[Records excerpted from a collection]
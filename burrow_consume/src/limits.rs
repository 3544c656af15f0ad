use std::sync::Mutex;
use std::sync::atomic::{AtomicU64, Ordering};
use std::time::Duration;

use sysinfo::{Pid, System};
use tracing::{info, warn};

/// Has the consumer handled as many items as it was allowed to?
pub fn hit_iterations_limit(max_iterations: u64, iteration_count: u64) -> bool {
    if max_iterations > 0 && iteration_count >= max_iterations {
        info!(
            max_iterations,
            iteration_count, "Consumer has reached max number of iterations, exiting"
        );
        return true;
    }
    false
}

/// Has peak memory use reached the limit? A limit of zero or less never triggers.
pub fn hit_memory_limit(memory_limit_bytes: i64, peak_usage_bytes: u64) -> bool {
    if memory_limit_bytes <= 0 {
        return false;
    }
    if peak_usage_bytes >= memory_limit_bytes as u64 {
        info!(
            memory_limit_bytes,
            peak_usage_bytes, "Consumer has reached or exceeded its memory limit, exiting"
        );
        return true;
    }
    false
}

/// Has the consumer gone without items for longer than allowed?
pub fn hit_idle_timeout(idle_timeout: Option<Duration>, idle_for: Duration) -> bool {
    match idle_timeout {
        Some(timeout) if idle_for >= timeout => {
            info!(
                idle_timeout_secs = timeout.as_secs(),
                "Consumer has been idle for too long, exiting"
            );
            true
        }
        _ => false,
    }
}

/// Source of the process' peak memory use
pub trait MemoryGauge: Send + Sync {
    fn peak_usage_bytes(&self) -> u64;
}

/// Samples the resident set of the current process
///
/// The operating system only reports the current usage, so the gauge keeps
/// the highest value it has seen.
pub struct ProcessMemory {
    system: Mutex<System>,
    pid: Option<Pid>,
    peak: AtomicU64,
}

impl ProcessMemory {
    pub fn new() -> Self {
        let pid = match sysinfo::get_current_pid() {
            Ok(pid) => Some(pid),
            Err(e) => {
                warn!(error = %e, "Can't resolve own process id, memory limit is disabled");
                None
            }
        };

        Self {
            system: Mutex::new(System::new()),
            pid,
            peak: AtomicU64::new(0),
        }
    }

    fn sample(&self) -> Option<u64> {
        let pid = self.pid?;
        let mut system = self.system.lock().ok()?;
        if !system.refresh_process(pid) {
            return None;
        }
        system.process(pid).map(|process| process.memory())
    }
}

impl Default for ProcessMemory {
    fn default() -> Self {
        Self::new()
    }
}

impl MemoryGauge for ProcessMemory {
    fn peak_usage_bytes(&self) -> u64 {
        if let Some(current) = self.sample() {
            self.peak.fetch_max(current, Ordering::Relaxed);
        }
        self.peak.load(Ordering::Relaxed)
    }
}
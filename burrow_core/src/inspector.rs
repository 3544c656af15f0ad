//! Provides functionality to query items and counts in Burrow queues.

use redis::AsyncCommands;
use std::collections::HashMap;

use crate::{BurrowError, Context, ItemStatus, QueueItem, Result};

/// Interface for querying queue contents
pub struct Inspector {
    context: Context,
}

impl Inspector {
    pub fn with_context(context: Context) -> Self {
        Self { context }
    }

    /// Number of items waiting to be claimed; an unnamed queue has none
    pub async fn count(&self) -> Result<u64> {
        if self.context.queue().is_empty() {
            return Ok(0);
        }

        let mut conn = self.context.get_connection().await?;
        let count: u64 = conn.zcard(self.context.keys().queued_set()).await?;
        Ok(count)
    }

    pub async fn item_exists(&self, item_id: &str) -> Result<bool> {
        let mut conn = self.context.get_connection().await?;
        let keys = self.context.keys();

        let exists: bool = conn.exists(keys.item_hash(item_id)).await?;

        Ok(exists)
    }

    pub async fn get_item_status(&self, item_id: &str) -> Result<ItemStatus> {
        let mut conn = self.context.get_connection().await?;
        let keys = self.context.keys();

        #[rustfmt::skip]
        let (exists, claimed, queued, rejected): (bool, Option<f64>, Option<f64>, Option<f64>) =
            redis::pipe()
                .exists(keys.item_hash(item_id))
                .zscore(keys.claimed_set(), item_id)
                .zscore(keys.queued_set(), item_id)
                .zscore(keys.rejected_set(), item_id)
                .query_async(&mut conn)
                .await?;

        if !exists {
            return Err(BurrowError::ItemNotFound(item_id.to_string()));
        }
        if claimed.is_some() {
            return Ok(ItemStatus::Claimed);
        }
        if queued.is_some() {
            return Ok(ItemStatus::Queued);
        }
        if rejected.is_some() {
            return Ok(ItemStatus::Rejected);
        }

        // popped, the claim is still being recorded or is being put back
        Ok(ItemStatus::Claimed)
    }

    pub async fn get_item(&self, item_id: &str) -> Result<QueueItem> {
        let mut conn = self.context.get_connection().await?;
        let item_key = self.context.keys().item_hash(item_id);

        let hash: HashMap<String, Vec<u8>> = conn.hgetall(&item_key).await?;
        if hash.is_empty() {
            return Err(BurrowError::ItemNotFound(item_id.to_string()));
        }
        QueueItem::from_hash(hash)
    }

    /// Get item ids grouped by status, optionally filtered by criteria in ItemFilter.
    pub async fn get_status_to_item_ids(&self, filter: ItemFilter) -> Result<MapStatusToItemId> {
        let keys = self.context.keys();

        let states_to_fetch = match filter.states.as_deref() {
            Some(specific_states) => specific_states,
            None => &[ItemStatus::Queued, ItemStatus::Claimed, ItemStatus::Rejected],
        };

        let mut map = MapStatusToItemId::default();
        if states_to_fetch.is_empty() {
            return Ok(map);
        }

        let mut pipe = redis::pipe();
        pipe.atomic();
        for status in states_to_fetch {
            match status {
                ItemStatus::Queued => pipe.zrange(keys.queued_set(), 0, -1),
                ItemStatus::Claimed => pipe.zrange(keys.claimed_set(), 0, -1),
                ItemStatus::Rejected => pipe.zrange(keys.rejected_set(), 0, -1),
            };
        }

        let mut conn = self.context.get_connection().await?;
        let result: Vec<Vec<String>> = pipe.query_async(&mut conn).await?;

        for (status, ids) in states_to_fetch.iter().zip(result) {
            match status {
                ItemStatus::Queued => map.queued = ids,
                ItemStatus::Claimed => map.claimed = ids,
                ItemStatus::Rejected => map.rejected = ids,
            }
        }

        Ok(map)
    }
}

#[derive(Debug, Clone, Default)]
pub struct ItemFilter {
    /// Optional list of item states to filter by, None disables this filter
    pub states: Option<Vec<ItemStatus>>,
}

#[derive(Debug, Clone, Default)]
pub struct MapStatusToItemId {
    /// Items waiting to be claimed, in claim order
    pub queued: Vec<String>,
    /// Items currently held by consumers
    pub claimed: Vec<String>,
    /// Items rejected without redelivery
    pub rejected: Vec<String>,
}
use burrow_core::{BurrowError, Context, Queue, QueueItem, RedisQueue, Result};
use tokio::time::Instant;
use tracing::{debug, error, info, warn};

use crate::consumer_config::ConsumerConfig;
use crate::decoder::{Decoder, resolve_decoder};
use crate::limits::{
    MemoryGauge, ProcessMemory, hit_idle_timeout, hit_iterations_limit, hit_memory_limit,
};
use crate::options::{ConsumerOption, ConsumerOptions, OptionSource};
use crate::{Outcome, RunSummary, StopHandle, StopReason, WorkSummary, Worker, Workload};

/// Bookkeeping of a single consume run
struct ConsumerState {
    iteration_count: u64,
    run_started_at: Instant,
    idle_since: Instant,
}

impl ConsumerState {
    fn new() -> Self {
        let now = Instant::now();
        Self {
            iteration_count: 0,
            run_started_at: now,
            idle_since: now,
        }
    }
}

/// Interface for claiming, processing and resolving items from a queue.
pub struct Consumer<Q: Queue, W: Worker> {
    queue: Q,
    worker: W,
    config: ConsumerConfig,
    options: Box<dyn OptionSource>,
    decoder: Option<Decoder>,
    resolved_decoder: Option<Decoder>,
    memory: Box<dyn MemoryGauge>,
    stop: StopHandle,
}

impl<W: Worker> Consumer<RedisQueue, W> {
    pub fn with_context(context: Context, worker: W) -> Self {
        Self::with_queue(RedisQueue::with_context(context), worker)
    }
}

impl<Q: Queue, W: Worker> Consumer<Q, W> {
    pub fn with_queue(queue: Q, worker: W) -> Self {
        Self {
            queue,
            worker,
            config: ConsumerConfig::default(),
            options: Box::new(ConsumerOptions::default()),
            decoder: None,
            resolved_decoder: None,
            memory: Box::new(ProcessMemory::new()),
            stop: StopHandle::default(),
        }
    }

    pub fn with_config(mut self, config: ConsumerConfig) -> Self {
        self.config = config;
        self
    }

    /// Where run options are read from at the start of every run
    pub fn with_options(mut self, options: impl OptionSource + 'static) -> Self {
        self.options = Box::new(options);
        self
    }

    /// Decode item bodies with this instead of the worker's or the JSON decoder
    pub fn with_decoder(mut self, decoder: Decoder) -> Self {
        self.decoder = Some(decoder);
        self.resolved_decoder = None;
        self
    }

    pub fn with_memory_gauge(mut self, memory: impl MemoryGauge + 'static) -> Self {
        self.memory = Box::new(memory);
        self
    }

    pub fn queue(&self) -> &Q {
        &self.queue
    }

    pub fn worker(&self) -> &W {
        &self.worker
    }

    /// Handle for stopping a running consumer from another task
    pub fn stop_handle(&self) -> StopHandle {
        self.stop.clone()
    }

    pub fn request_stop(&self) {
        self.stop.request_stop();
    }

    pub fn is_listening(&self) -> bool {
        self.stop.is_listening()
    }

    /// The decoder for item bodies, resolved on first use
    pub fn decoder(&mut self) -> &Decoder {
        self.resolved_decoder
            .get_or_insert_with(|| resolve_decoder(self.decoder.as_ref(), &self.worker))
    }

    /// Validate the run options against what the queue can do
    pub fn preflight_check(&self) -> Result<ConsumerOptions> {
        if self.config.get_poll_timeout().is_zero() {
            return Err(BurrowError::Configuration(
                "poll timeout must be longer than zero".to_string(),
            ));
        }

        let options = ConsumerOptions::from_source(self.options.as_ref())?;
        if options.get_idle_timeout().is_some() && !self.queue.supports_claim_timeout() {
            return Err(BurrowError::Configuration(format!(
                "option {} is not available for queue {}, it can't bound how long a claim waits",
                ConsumerOption::IdleTimeout,
                self.queue.name()
            )));
        }

        Ok(options)
    }

    /// Process items until a limit is hit, a stop is requested or the worker suspends
    pub async fn consume(&mut self) -> Result<RunSummary> {
        let options = self.preflight_check()?;
        self.queue
            .create_queue()
            .await
            .map_err(BurrowError::into_transport)?;

        let decoder = resolve_decoder(self.decoder.as_ref(), &self.worker);
        self.resolved_decoder = Some(decoder.clone());
        self.log_start(&options, &decoder);

        let mut state = ConsumerState::new();
        let mut summary = RunSummary::default();
        let mut consecutive_errors = 0;
        self.stop.start();

        let result = loop {
            if !self.stop.is_listening() {
                break Ok(if self.stop.timed_out() {
                    StopReason::IdleTimeout
                } else {
                    StopReason::Requested
                });
            }

            let wait = self.claim_wait(&options, &state);
            let item = match self.queue.claim_item(Some(wait)).await {
                Ok(item) => item,
                Err(e) => match self.note_error(&mut consecutive_errors, e).await {
                    Ok(()) => continue,
                    Err(e) => break Err(e),
                },
            };

            let Some(item) = item else {
                consecutive_errors = 0;
                if hit_idle_timeout(options.get_idle_timeout(), state.idle_since.elapsed()) {
                    self.stop.on_idle_timeout();
                }
                continue;
            };

            let processed = self.process_item(&item, &decoder).await;
            state.idle_since = Instant::now();
            let outcome = match processed {
                Ok(outcome) => outcome,
                Err(e) => {
                    // never claim the next item while this one is still held
                    if let Err(e) = self.release_held(&item).await {
                        break Err(e);
                    }
                    match self.note_error(&mut consecutive_errors, e).await {
                        Ok(()) => continue,
                        Err(e) => break Err(e),
                    }
                }
            };
            consecutive_errors = 0;

            summary.record(outcome);
            if outcome.completes_iteration() {
                state.iteration_count += 1;
            }

            if outcome == Outcome::Suspended {
                break Ok(StopReason::Suspended);
            }
            let memory_limit = options.get_memory_limit_bytes();
            if memory_limit > 0 && hit_memory_limit(memory_limit, self.memory.peak_usage_bytes()) {
                break Ok(StopReason::MemoryLimit);
            }
            if hit_iterations_limit(options.get_max_iterations(), state.iteration_count) {
                break Ok(StopReason::IterationLimit);
            }
        };

        self.stop.halt();
        summary.iterations = state.iteration_count;
        let elapsed_ms = state.run_started_at.elapsed().as_millis() as u64;

        match result {
            Ok(stop_reason) => {
                summary.stop_reason = stop_reason;
                info!(
                    queue = %self.queue.name(),
                    iterations = summary.iterations,
                    reason = ?stop_reason,
                    elapsed_ms,
                    "Consumer stopped"
                );
                Ok(summary)
            }
            Err(e) => {
                error!(
                    queue = %self.queue.name(),
                    iterations = summary.iterations,
                    error = %e,
                    elapsed_ms,
                    "Consumer stopped on errors"
                );
                Err(e)
            }
        }
    }

    /// Claim and process at most one item without waiting for one
    pub async fn run_next(&mut self) -> Result<Option<Outcome>> {
        let decoder = self.decoder().clone();
        let Some(item) = self.queue.claim_item(None).await? else {
            return Ok(None);
        };
        match self.process_item(&item, &decoder).await {
            Ok(outcome) => Ok(Some(outcome)),
            Err(e) => {
                self.release_held(&item).await?;
                Err(e)
            }
        }
    }

    /// Release the queue's transport resources
    pub async fn shutdown_queue(&self) -> Result<()> {
        self.queue.shutdown().await
    }

    fn claim_wait(&self, options: &ConsumerOptions, state: &ConsumerState) -> std::time::Duration {
        let poll_timeout = self.config.get_poll_timeout();
        match options.get_idle_timeout() {
            Some(idle_timeout) => {
                let remaining = idle_timeout.saturating_sub(state.idle_since.elapsed());
                remaining.min(poll_timeout)
            }
            None => poll_timeout,
        }
    }

    async fn note_error(&self, consecutive_errors: &mut usize, error: BurrowError) -> Result<()> {
        *consecutive_errors += 1;
        let error = error.into_transport();
        warn!(
            queue = %self.queue.name(),
            error = %error,
            consecutive_errors = *consecutive_errors,
            "Queue operation failed"
        );

        if *consecutive_errors >= self.config.get_max_consecutive_errors() {
            return Err(BurrowError::TooManyErrors {
                count: *consecutive_errors,
                last: Box::new(error),
            });
        }
        tokio::time::sleep(self.config.get_polling_interval()).await;
        Ok(())
    }

    /// Give a claimed item back after resolving it failed
    ///
    /// An item the queue no longer holds as claimed has been resolved after
    /// all, so there's nothing left to release.
    async fn release_held(&self, item: &QueueItem) -> Result<()> {
        match self.queue.release_item(item).await {
            Ok(()) => {
                warn!(
                    item_id = %item.id,
                    queue = %self.queue.name(),
                    "Item released after a failed acknowledgement"
                );
                Ok(())
            }
            Err(BurrowError::ItemNotFound(_)) => Ok(()),
            Err(e) => {
                let e = e.into_transport();
                error!(
                    item_id = %item.id,
                    queue = %self.queue.name(),
                    error = %e,
                    "Item could not be released after a failed acknowledgement"
                );
                Err(e)
            }
        }
    }

    async fn process_item(&self, item: &QueueItem, decoder: &Decoder) -> Result<Outcome> {
        let queue = self.queue.name();
        debug!(item_id = %item.id, queue = %queue, "Item claimed");

        let summary = match decoder.decode(&item.body) {
            Ok(data) => {
                let workload = Workload {
                    item_id: item.id.clone(),
                    queue: queue.to_string(),
                    data,
                    release_count: item.release_count,
                    reject_count: item.reject_count,
                };
                match self.worker.work(&workload).await {
                    Ok(summary) => summary,
                    Err(e) => WorkSummary::Failure(e.to_string()),
                }
            }
            Err(e) => WorkSummary::Failure(format!(
                "body could not be decoded as {}: {}",
                decoder.name(),
                e
            )),
        };

        match summary {
            WorkSummary::Success => {
                self.queue.delete_item(item).await?;
                info!(item_id = %item.id, queue = %queue, "Item acknowledged");
                Ok(Outcome::Acknowledged)
            }
            WorkSummary::Requeue => {
                self.queue.release_item(item).await?;
                info!(item_id = %item.id, queue = %queue, "Item requeued");
                Ok(Outcome::Requeued)
            }
            WorkSummary::Suspend => {
                self.queue.release_item(item).await?;
                self.stop.halt();
                info!(item_id = %item.id, queue = %queue, "Worker suspended the queue, item released");
                Ok(Outcome::Suspended)
            }
            WorkSummary::Failure(reason) => {
                let requeue = self.config.get_reject_requeue();
                error!(
                    item_id = %item.id,
                    queue = %queue,
                    requeue,
                    error = %reason,
                    "Item could not be processed, rejecting"
                );
                self.queue.reject_item(item, requeue).await?;
                Ok(Outcome::Rejected)
            }
        }
    }

    fn log_start(&self, options: &ConsumerOptions, decoder: &Decoder) {
        let queue = self.queue.name();
        match options.get_max_iterations() {
            0 => debug!(
                queue = %queue,
                decoder = %decoder.name(),
                "Consumer ready to receive an unlimited number of items"
            ),
            max => debug!(
                queue = %queue,
                decoder = %decoder.name(),
                "Consumer ready to receive up to {} items",
                max
            ),
        }
    }
}
/// Redis key generator for Burrow components
#[derive(Debug, Clone)]
pub struct Keys {
    prefix: String,
    queue: String,
}

impl Keys {
    /// Create a new Redis key generator with the default "burrow" prefix over the given queue
    pub fn with_queue(queue: impl ToString) -> Self {
        Self {
            prefix: "burrow".to_string(),
            queue: queue.to_string(),
        }
    }

    /// Redis key for the hash that holds item body and bookkeeping
    pub fn item_hash(&self, item_id: &str) -> String {
        format!("{}:{{{}}}:item:{}", self.prefix, self.queue, item_id)
    }

    /// Redis key for the sorted set that holds waiting items with priority as scores
    pub fn queued_set(&self) -> String {
        format!("{}:{{{}}}:queued", self.prefix, self.queue)
    }

    /// Redis key for the sorted set that holds in-flight items with claim timestamps as scores
    pub fn claimed_set(&self) -> String {
        format!("{}:{{{}}}:claimed", self.prefix, self.queue)
    }

    /// Redis key for the sorted set that holds dead-lettered items with rejection timestamps as scores
    pub fn rejected_set(&self) -> String {
        format!("{}:{{{}}}:rejected", self.prefix, self.queue)
    }
}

Work item =
Starting with the first line of the records above, give back each line exactly until the line with "was allowed to?" has been given as well.

Expected answer =
filename burrow_consume/src/limits.rs
repository 3544c656af15f0ad
use std::sync::Mutex;
use std::sync::atomic::{AtomicU64, Ordering};
use std::time::Duration;

use sysinfo::{Pid, System};
use tracing::{info, warn};

/// Has the consumer handled as many items as it was allowed to?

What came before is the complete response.